──────── SUPPLIED MATERIAL
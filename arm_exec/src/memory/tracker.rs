//! Shape pair tracker

// ---------------------------------------------------------------------------
// IMPORTS
// ---------------------------------------------------------------------------

use serde::{Deserialize, Serialize};

// ---------------------------------------------------------------------------
// DATA STRUCTURES
// ---------------------------------------------------------------------------

/// Known positions of every shape on the board.
#[derive(Debug, Clone, PartialEq, Eq, Serialize, Deserialize)]
pub struct ShapePairTracker {
    shapes: Vec<ShapeRecord>,

    /// Number of matched shapes
    complete: usize,
}

/// Known positions of one shape.
#[derive(Debug, Clone, Copy, PartialEq, Eq, Default, Serialize, Deserialize)]
pub struct ShapeRecord {
    pub positions: [Option<usize>; 2],
    pub matched: bool,
}

// ---------------------------------------------------------------------------
// ENUMERATIONS
// ---------------------------------------------------------------------------

#[derive(Debug, Clone, PartialEq, Eq, thiserror::Error)]
pub enum TrackerError {
    #[error("Shape {0} does not exist")]
    UnknownShape(usize),

    #[error("Shape {0} is already matched")]
    AlreadyMatched(usize),

    #[error("Shape {shape} reported at a third position (cell {cell})")]
    ThirdPosition { shape: usize, cell: usize },

    #[error("Shape {0} cannot be matched before both its positions are known")]
    Incomplete(usize),
}

// ---------------------------------------------------------------------------
// IMPLEMENTATIONS
// ---------------------------------------------------------------------------

impl ShapePairTracker {
    pub fn new(num_shapes: usize) -> Self {
        Self {
            shapes: vec![ShapeRecord::default(); num_shapes],
            complete: 0,
        }
    }

    pub fn num_shapes(&self) -> usize {
        self.shapes.len()
    }

    /// Number of matched shapes.
    pub fn complete(&self) -> usize {
        self.complete
    }

    pub fn is_complete(&self) -> bool {
        self.complete == self.shapes.len()
    }

    pub fn get(&self, shape: usize) -> Option<&ShapeRecord> {
        self.shapes.get(shape)
    }

    /// Check that `shape` could be recorded at `cell`, without recording it.
    pub fn check(&self, shape: usize, cell: usize) -> Result<(), TrackerError> {
        let record = self
            .shapes
            .get(shape)
            .ok_or(TrackerError::UnknownShape(shape))?;

        if record.matched {
            return Err(TrackerError::AlreadyMatched(shape));
        }

        if record.positions.contains(&Some(cell)) || record.positions.contains(&None) {
            Ok(())
        } else {
            Err(TrackerError::ThirdPosition { shape, cell })
        }
    }

    /// Record that `shape` is at `cell`, returning the number of known positions of the shape.
    ///
    /// Recording a known position again has no effect.
    pub fn record(&mut self, shape: usize, cell: usize) -> Result<usize, TrackerError> {
        self.check(shape, cell)?;

        let record = &mut self.shapes[shape];
        if !record.positions.contains(&Some(cell)) {
            if let Some(slot) = record.positions.iter_mut().find(|p| p.is_none()) {
                *slot = Some(cell);
            }
        }

        Ok(record.num_known())
    }

    /// The other known position of `shape`, if any.
    pub fn partner(&self, shape: usize, cell: usize) -> Option<usize> {
        self.shapes
            .get(shape)?
            .positions
            .iter()
            .flatten()
            .copied()
            .find(|&p| p != cell)
    }

    /// The first unmatched shape with both positions known.
    pub fn known_pair(&self) -> Option<(usize, [usize; 2])> {
        self.shapes
            .iter()
            .enumerate()
            .find_map(|(i, r)| match (r.matched, r.positions) {
                (false, [Some(a), Some(b)]) => Some((i, [a, b])),
                _ => None,
            })
    }

    /// Mark a shape as matched and count it as complete.
    pub fn mark_matched(&mut self, shape: usize) -> Result<(), TrackerError> {
        let record = self
            .shapes
            .get_mut(shape)
            .ok_or(TrackerError::UnknownShape(shape))?;

        if record.matched {
            return Err(TrackerError::AlreadyMatched(shape));
        }
        if record.num_known() != 2 {
            return Err(TrackerError::Incomplete(shape));
        }

        record.matched = true;
        self.complete += 1;
        Ok(())
    }
}

impl ShapeRecord {
    pub fn num_known(&self) -> usize {
        self.positions.iter().filter(|p| p.is_some()).count()
    }
}

// ---------------------------------------------------------------------------
// TESTS
// ---------------------------------------------------------------------------

#[cfg(test)]
mod test {
    use super::*;

    #[test]
    fn test_tracker() {
        let mut t = ShapePairTracker::new(3);

        assert_eq!(t.record(1, 4), Ok(1));
        assert_eq!(t.record(1, 4), Ok(1));
        assert_eq!(t.partner(1, 4), None);
        assert_eq!(t.mark_matched(1), Err(TrackerError::Incomplete(1)));

        assert_eq!(t.record(1, 0), Ok(2));
        assert_eq!(t.partner(1, 0), Some(4));
        assert_eq!(t.known_pair(), Some((1, [4, 0])));

        assert_eq!(
            t.record(1, 5),
            Err(TrackerError::ThirdPosition { shape: 1, cell: 5 })
        );
        assert_eq!(t.record(3, 5), Err(TrackerError::UnknownShape(3)));

        assert_eq!(t.complete(), 0);
        t.mark_matched(1).unwrap();
        assert_eq!(t.complete(), 1);
        assert_eq!(t.known_pair(), None);
        assert_eq!(t.record(1, 4), Err(TrackerError::AlreadyMatched(1)));
        assert!(!t.is_complete());
    }
}
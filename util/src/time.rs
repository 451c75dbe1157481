//! General time utility functions

use serde::{Deserialize, Serialize};

/// Number of nanoseconds in a second
pub const NANOS_PER_SECOND: i64 = 1_000_000_000;

/// Convert a duration into a number of seconds, or `None` if overflow
pub fn duration_to_seconds(duration: chrono::Duration) -> Option<f64> {
    duration
        .num_nanoseconds()
        .map(|ns| ns as f64 / NANOS_PER_SECOND as f64)
}

/// A minimum interval between two attempts at an action.
///
/// All times are session elapsed seconds, passed in by the caller so the gate never reads a
/// clock itself.
#[derive(Debug, Clone, Copy, PartialEq, Serialize, Deserialize)]
pub struct Cooldown {
    /// Minimum time between two attempts.
    ///
    /// Units: seconds
    pub period_s: f64,

    /// Time before which the gate stays closed, `None` if it has never been armed.
    #[serde(skip)]
    ready_at_s: Option<f64>,
}

impl Cooldown {
    pub fn new(period_s: f64) -> Self {
        Self {
            period_s,
            ready_at_s: None,
        }
    }

    /// True if an attempt may be made at `now_s`.
    pub fn is_ready(&self, now_s: f64) -> bool {
        match self.ready_at_s {
            Some(t) => now_s >= t,
            None => true,
        }
    }

    /// Record an attempt at `now_s`, closing the gate for one period.
    pub fn trigger(&mut self, now_s: f64) {
        self.ready_at_s = Some(now_s + self.period_s);
    }

    /// Close the gate until `now_s + hold_s`, regardless of the period.
    pub fn hold(&mut self, now_s: f64, hold_s: f64) {
        self.ready_at_s = Some(now_s + hold_s);
    }

    /// If the gate is open at `now_s` trigger it and return true, otherwise return false.
    pub fn try_trigger(&mut self, now_s: f64) -> bool {
        if self.is_ready(now_s) {
            self.trigger(now_s);
            true
        } else {
            false
        }
    }

    /// Open the gate immediately.
    pub fn reset(&mut self) {
        self.ready_at_s = None;
    }
}

impl Default for Cooldown {
    fn default() -> Self {
        Self::new(0.0)
    }
}

#[cfg(test)]
mod test {
    use super::*;

    #[test]
    fn test_cooldown() {
        let mut cd = Cooldown::new(0.2);

        assert!(cd.try_trigger(0.0));
        assert!(!cd.try_trigger(0.1));
        assert!(cd.try_trigger(0.2));

        cd.hold(0.2, 1.0);
        assert!(!cd.is_ready(1.1));
        assert!(cd.is_ready(1.2));

        cd.reset();
        assert!(cd.is_ready(0.0));
    }
}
────────────────
→ TASK DIRECTIONS
The reply should restate the records above in full, character for character.

→ TASK ANSWER
filename arm_exec/src/memory/tracker.rs
//! Shape pair tracker

// ---------------------------------------------------------------------------
// IMPORTS
// ---------------------------------------------------------------------------

use serde::{Deserialize, Serialize};

// ---------------------------------------------------------------------------
// DATA STRUCTURES
// ---------------------------------------------------------------------------

/// Known positions of every shape on the board.
#[derive(Debug, Clone, PartialEq, Eq, Serialize, Deserialize)]
pub struct ShapePairTracker {
    shapes: Vec<ShapeRecord>,

    /// Number of matched shapes
    complete: usize,
}

/// Known positions of one shape.
#[derive(Debug, Clone, Copy, PartialEq, Eq, Default, Serialize, Deserialize)]
pub struct ShapeRecord {
    pub positions: [Option<usize>; 2],
    pub matched: bool,
}

// ---------------------------------------------------------------------------
// ENUMERATIONS
// ---------------------------------------------------------------------------

#[derive(Debug, Clone, PartialEq, Eq, thiserror::Error)]
pub enum TrackerError {
    #[error("Shape {0} does not exist")]
    UnknownShape(usize),

    #[error("Shape {0} is already matched")]
    AlreadyMatched(usize),

    #[error("Shape {shape} reported at a third position (cell {cell})")]
    ThirdPosition { shape: usize, cell: usize },

    #[error("Shape {0} cannot be matched before both its positions are known")]
    Incomplete(usize),
}

// ---------------------------------------------------------------------------
// IMPLEMENTATIONS
// ---------------------------------------------------------------------------

impl ShapePairTracker {
    pub fn new(num_shapes: usize) -> Self {
        Self {
            shapes: vec![ShapeRecord::default(); num_shapes],
            complete: 0,
        }
    }

    pub fn num_shapes(&self) -> usize {
        self.shapes.len()
    }

    /// Number of matched shapes.
    pub fn complete(&self) -> usize {
        self.complete
    }

    pub fn is_complete(&self) -> bool {
        self.complete == self.shapes.len()
    }

    pub fn get(&self, shape: usize) -> Option<&ShapeRecord> {
        self.shapes.get(shape)
    }

    /// Check that `shape` could be recorded at `cell`, without recording it.
    pub fn check(&self, shape: usize, cell: usize) -> Result<(), TrackerError> {
        let record = self
            .shapes
            .get(shape)
            .ok_or(TrackerError::UnknownShape(shape))?;

        if record.matched {
            return Err(TrackerError::AlreadyMatched(shape));
        }

        if record.positions.contains(&Some(cell)) || record.positions.contains(&None) {
            Ok(())
        } else {
            Err(TrackerError::ThirdPosition { shape, cell })
        }
    }

    /// Record that `shape` is at `cell`, returning the number of known positions of the shape.
    ///
    /// Recording a known position again has no effect.
    pub fn record(&mut self, shape: usize, cell: usize) -> Result<usize, TrackerError> {
        self.check(shape, cell)?;

        let record = &mut self.shapes[shape];
        if !record.positions.contains(&Some(cell)) {
            if let Some(slot) = record.positions.iter_mut().find(|p| p.is_none()) {
                *slot = Some(cell);
            }
        }

        Ok(record.num_known())
    }

    /// The other known position of `shape`, if any.
    pub fn partner(&self, shape: usize, cell: usize) -> Option<usize> {
        self.shapes
            .get(shape)?
            .positions
            .iter()
            .flatten()
            .copied()
            .find(|&p| p != cell)
    }

    /// The first unmatched shape with both positions known.
    pub fn known_pair(&self) -> Option<(usize, [usize; 2])> {
        self.shapes
            .iter()
            .enumerate()
            .find_map(|(i, r)| match (r.matched, r.positions) {
                (false, [Some(a), Some(b)]) => Some((i, [a, b])),
                _ => None,
            })
    }

    /// Mark a shape as matched and count it as complete.
    pub fn mark_matched(&mut self, shape: usize) -> Result<(), TrackerError> {
        let record = self
            .shapes
            .get_mut(shape)
            .ok_or(TrackerError::UnknownShape(shape))?;

        if record.matched {
            return Err(TrackerError::AlreadyMatched(shape));
        }
        if record.num_known() != 2 {
            return Err(TrackerError::Incomplete(shape));
        }

        record.matched = true;
        self.complete += 1;
        Ok(())
    }
}

impl ShapeRecord {
    pub fn num_known(&self) -> usize {
        self.positions.iter().filter(|p| p.is_some()).count()
    }
}

// ---------------------------------------------------------------------------
// TESTS
// ---------------------------------------------------------------------------

#[cfg(test)]
mod test {
    use super::*;

    #[test]
    fn test_tracker() {
        let mut t = ShapePairTracker::new(3);

        assert_eq!(t.record(1, 4), Ok(1));
        assert_eq!(t.record(1, 4), Ok(1));
        assert_eq!(t.partner(1, 4), None);
        assert_eq!(t.mark_matched(1), Err(TrackerError::Incomplete(1)));

        assert_eq!(t.record(1, 0), Ok(2));
        assert_eq!(t.partner(1, 0), Some(4));
        assert_eq!(t.known_pair(), Some((1, [4, 0])));

        assert_eq!(
            t.record(1, 5),
            Err(TrackerError::ThirdPosition { shape: 1, cell: 5 })
        );
        assert_eq!(t.record(3, 5), Err(TrackerError::UnknownShape(3)));

        assert_eq!(t.complete(), 0);
        t.mark_matched(1).unwrap();
        assert_eq!(t.complete(), 1);
        assert_eq!(t.known_pair(), None);
        assert_eq!(t.record(1, 4), Err(TrackerError::AlreadyMatched(1)));
        assert!(!t.is_complete());
    }
}
filename util/src/time.rs
repository 451c75dbe1157481
//! General time utility functions

use serde::{Deserialize, Serialize};

/// Number of nanoseconds in a second
pub const NANOS_PER_SECOND: i64 = 1_000_000_000;

/// Convert a duration into a number of seconds, or `None` if overflow
pub fn duration_to_seconds(duration: chrono::Duration) -> Option<f64> {
    duration
        .num_nanoseconds()
        .map(|ns| ns as f64 / NANOS_PER_SECOND as f64)
}

/// A minimum interval between two attempts at an action.
///
/// All times are session elapsed seconds, passed in by the caller so the gate never reads a
/// clock itself.
#[derive(Debug, Clone, Copy, PartialEq, Serialize, Deserialize)]
pub struct Cooldown {
    /// Minimum time between two attempts.
    ///
    /// Units: seconds
    pub period_s: f64,

    /// Time before which the gate stays closed, `None` if it has never been armed.
    #[serde(skip)]
    ready_at_s: Option<f64>,
}

impl Cooldown {
    pub fn new(period_s: f64) -> Self {
        Self {
            period_s,
            ready_at_s: None,
        }
    }

    /// True if an attempt may be made at `now_s`.
    pub fn is_ready(&self, now_s: f64) -> bool {
        match self.ready_at_s {
            Some(t) => now_s >= t,
            None => true,
        }
    }

    /// Record an attempt at `now_s`, closing the gate for one period.
    pub fn trigger(&mut self, now_s: f64) {
        self.ready_at_s = Some(now_s + self.period_s);
    }

    /// Close the gate until `now_s + hold_s`, regardless of the period.
    pub fn hold(&mut self, now_s: f64, hold_s: f64) {
        self.ready_at_s = Some(now_s + hold_s);
    }

    /// If the gate is open at `now_s` trigger it and return true, otherwise return false.
    pub fn try_trigger(&mut self, now_s: f64) -> bool {
        if self.is_ready(now_s) {
            self.trigger(now_s);
            true
        } else {
            false
        }
    }

    /// Open the gate immediately.
    pub fn reset(&mut self) {
        self.ready_at_s = None;
    }
}

impl Default for Cooldown {
    fn default() -> Self {
        Self::new(0.0)
    }
}

#[cfg(test)]
mod test {
    use super::*;

    #[test]
    fn test_cooldown() {
        let mut cd = Cooldown::new(0.2);

        assert!(cd.try_trigger(0.0));
        assert!(!cd.try_trigger(0.1));
        assert!(cd.try_trigger(0.2));

        cd.hold(0.2, 1.0);
        assert!(!cd.is_ready(1.1));
        assert!(cd.is_ready(1.2));

        cd.reset();
        assert!(cd.is_ready(0.0));
    }
}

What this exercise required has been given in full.